Have YOU ever heard of a dead person who could breathe, suck and swallow, who had a beating heart and moving arms and legs, who was warm to the touch who cried ?
Sir Raymond Hoffenburg justified killing such babies by saying "Death is absolutely inevitable among babies born with anencephaly." Unlike the rest of us I suppose.
On the other hand Paul Johnson whose son Jamie was born with anencephaly says "I know that he could feel... He developed a clear personality showing pleasure by smiling, displeasure by becoming agitated; he could even follow you around the room with his eyes."
Again, it's a question of the value we put on human life. Paul Johnson thinks his son Jamie was a human being with a real and individual personality.
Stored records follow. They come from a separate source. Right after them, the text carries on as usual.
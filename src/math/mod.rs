mod aabb;
mod angle;
mod ray;

pub use aabb::AABB;
pub use angle::{orbit_rotation, wrap_degrees};
pub use ray::Ray;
Sir Raymond Hoffenburg thinks such babies are for all practical purposes already dead.
The infinite value of every human being
The question of human value is at the centre of all pro-life thinking, and it's probably easiest to clarify my views on it by reference to a subject (the complete ignorance of which is one of the many disabilities I have besides spina bifida) - Maths.
I was in the bottom stream for Maths at school and was the despair of my teacher. In fact I got to know her so well because I had to retake Maths O level so many times that she became a great friend of mine and we still keep in touch.
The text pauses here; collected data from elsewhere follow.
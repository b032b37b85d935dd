// config.rs - Camera tunables, loaded from JSON
use std::path::Path;

use anyhow::{Context, Result};
use serde::{Deserialize, Serialize};

use crate::error::ConfigError;
use crate::types::CollisionMask;

pub const FOLLOW_DISTANCE_RANGE: (f32, f32) = (1.0, 20.0);
pub const MINIMUM_DISTANCE_RANGE: (f32, f32) = (0.0, 10.0);
pub const SENSITIVITY_RANGE: (f32, f32) = (0.0, 1.0);

/// Projection parameters of the rendering camera
#[derive(Debug, Clone, Copy, PartialEq, Serialize, Deserialize)]
#[serde(default)]
pub struct Lens {
    /// Vertical field of view in degrees
    pub fov_degrees: f32,
    /// Viewport width / height
    pub aspect: f32,
    /// Near clipping plane distance
    pub near_clip: f32,
}

impl Default for Lens {
    fn default() -> Self {
        Self {
            fov_degrees: 60.0,
            aspect: 16.0 / 9.0,
            near_clip: 0.3,
        }
    }
}

/// Whether occlusion rays may be stopped by the followed target
#[derive(Debug, Clone, Copy, PartialEq, Eq, Default, Serialize, Deserialize)]
#[serde(rename_all = "snake_case")]
pub enum SelfHitPolicy {
    /// Hits on the target count toward the occlusion distance (reported to diagnostics)
    Include,
    /// The target is filtered out of every query
    #[default]
    Exclude,
}

/// Per-session camera tunables. Angles are in degrees.
#[derive(Debug, Clone, PartialEq, Serialize, Deserialize)]
#[serde(default)]
pub struct CameraConfig {
    /// Un-occluded distance from target to camera
    pub follow_distance: f32,
    /// Floor for the occlusion-adjusted distance
    pub minimum_distance: f32,
    /// Interpolation speed toward the desired position, per second
    pub smoothing_rate: f32,
    pub horizontal_sensitivity: f32,
    pub vertical_sensitivity: f32,
    /// Multiplier applied to both sensitivities
    pub input_gain: f32,
    pub min_angle: f32,
    pub max_angle: f32,
    /// Divisor applied to the field of view when sizing the near-plane footprint
    pub near_clip_fov_scale: f32,
    pub collision_mask: CollisionMask,
    pub self_hit: SelfHitPolicy,
    pub lens: Lens,
}

impl Default for CameraConfig {
    fn default() -> Self {
        Self {
            follow_distance: 1.0,
            minimum_distance: 0.0,
            smoothing_rate: 10.0,
            horizontal_sensitivity: 0.5,
            vertical_sensitivity: 1.0,
            input_gain: 2.0,
            min_angle: 0.0,
            max_angle: 60.0,
            near_clip_fov_scale: 2.0,
            collision_mask: CollisionMask::ALL,
            self_hit: SelfHitPolicy::default(),
            lens: Lens::default(),
        }
    }
}

impl CameraConfig {
    /// Check every field against its recognized range and the cross-field invariants
    pub fn validate(&self) -> Result<(), ConfigError> {
        let fields = [
            ("follow_distance", self.follow_distance),
            ("minimum_distance", self.minimum_distance),
            ("smoothing_rate", self.smoothing_rate),
            ("horizontal_sensitivity", self.horizontal_sensitivity),
            ("vertical_sensitivity", self.vertical_sensitivity),
            ("input_gain", self.input_gain),
            ("min_angle", self.min_angle),
            ("max_angle", self.max_angle),
            ("near_clip_fov_scale", self.near_clip_fov_scale),
            ("lens.fov_degrees", self.lens.fov_degrees),
            ("lens.aspect", self.lens.aspect),
            ("lens.near_clip", self.lens.near_clip),
        ];
        if let Some(&(field, value)) = fields.iter().find(|(_, v)| !v.is_finite()) {
            return Err(ConfigError::NonFinite { field, value });
        }

        check_range("follow_distance", self.follow_distance, FOLLOW_DISTANCE_RANGE)?;
        check_range("minimum_distance", self.minimum_distance, MINIMUM_DISTANCE_RANGE)?;
        check_range("horizontal_sensitivity", self.horizontal_sensitivity, SENSITIVITY_RANGE)?;
        check_range("vertical_sensitivity", self.vertical_sensitivity, SENSITIVITY_RANGE)?;

        if self.minimum_distance > self.follow_distance {
            return Err(ConfigError::MinimumExceedsFollow {
                minimum: self.minimum_distance,
                follow: self.follow_distance,
            });
        }
        if self.min_angle > self.max_angle {
            return Err(ConfigError::InvertedPitchLimits {
                min: self.min_angle,
                max: self.max_angle,
            });
        }
        if self.near_clip_fov_scale <= 0.0 {
            return Err(ConfigError::NotPositive {
                field: "near_clip_fov_scale",
                value: self.near_clip_fov_scale,
            });
        }
        for (field, value) in [
            ("smoothing_rate", self.smoothing_rate),
            ("lens.near_clip", self.lens.near_clip),
            ("lens.fov_degrees", self.lens.fov_degrees),
            ("lens.aspect", self.lens.aspect),
        ] {
            if value < 0.0 {
                return Err(ConfigError::Negative { field, value });
            }
        }
        Ok(())
    }

    /// Parse and validate a JSON document. Missing fields take their defaults.
    pub fn from_json_str(json: &str) -> Result<Self> {
        let config: CameraConfig = serde_json::from_str(json).context("Failed to parse camera config")?;
        config.validate()?;
        Ok(config)
    }

    pub fn load(path: impl AsRef<Path>) -> Result<Self> {
        let path = path.as_ref();
        let json = std::fs::read_to_string(path)
            .with_context(|| format!("Failed to read camera config: {}", path.display()))?;
        Self::from_json_str(&json).with_context(|| format!("Invalid camera config: {}", path.display()))
    }

    pub fn save(&self, path: impl AsRef<Path>) -> Result<()> {
        let path = path.as_ref();
        let json = serde_json::to_string_pretty(self)?;
        std::fs::write(path, json)
            .with_context(|| format!("Failed to write camera config: {}", path.display()))
    }
}

fn check_range(field: &'static str, value: f32, (min, max): (f32, f32)) -> Result<(), ConfigError> {
    if (min..=max).contains(&value) {
        Ok(())
    } else {
        Err(ConfigError::OutOfRange { field, value, min, max })
    }
}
Probably the ONLY concept she really managed to instill into me in all those years was the concept of infinity but I'm very grateful to her for achieving that. I'm sure everyone is acquainted with the concept of infinity (if only because no one could be worse at Maths than I was!).
Infinity is always implicit in itself and it cannot be added to or subtracted from neither can it be multiplied or divided. Infinity cannot be split up so that each infinitely valuable thing has "a bit of infinity." If something or someone has infinite value then two things with infinite value cannot therefore be worth twice as much. There is no such thing as twice infinity. Infinity remains always the same and the most that any individual or group of individuals can be equal to is infinity.
I believe that each human being has this infinite value and, since infinity cannot be multiplied or divided each individual human being is as valuable as all other human beings put together. Thus one deliberate killing (say of Tony Bland) or of the little girl with anencephaly) is as tragic, as unjust, as much to be mourned, as much to be condemned by pro-lifers as the total number of "perfectly healthy" babies killed by social abortion.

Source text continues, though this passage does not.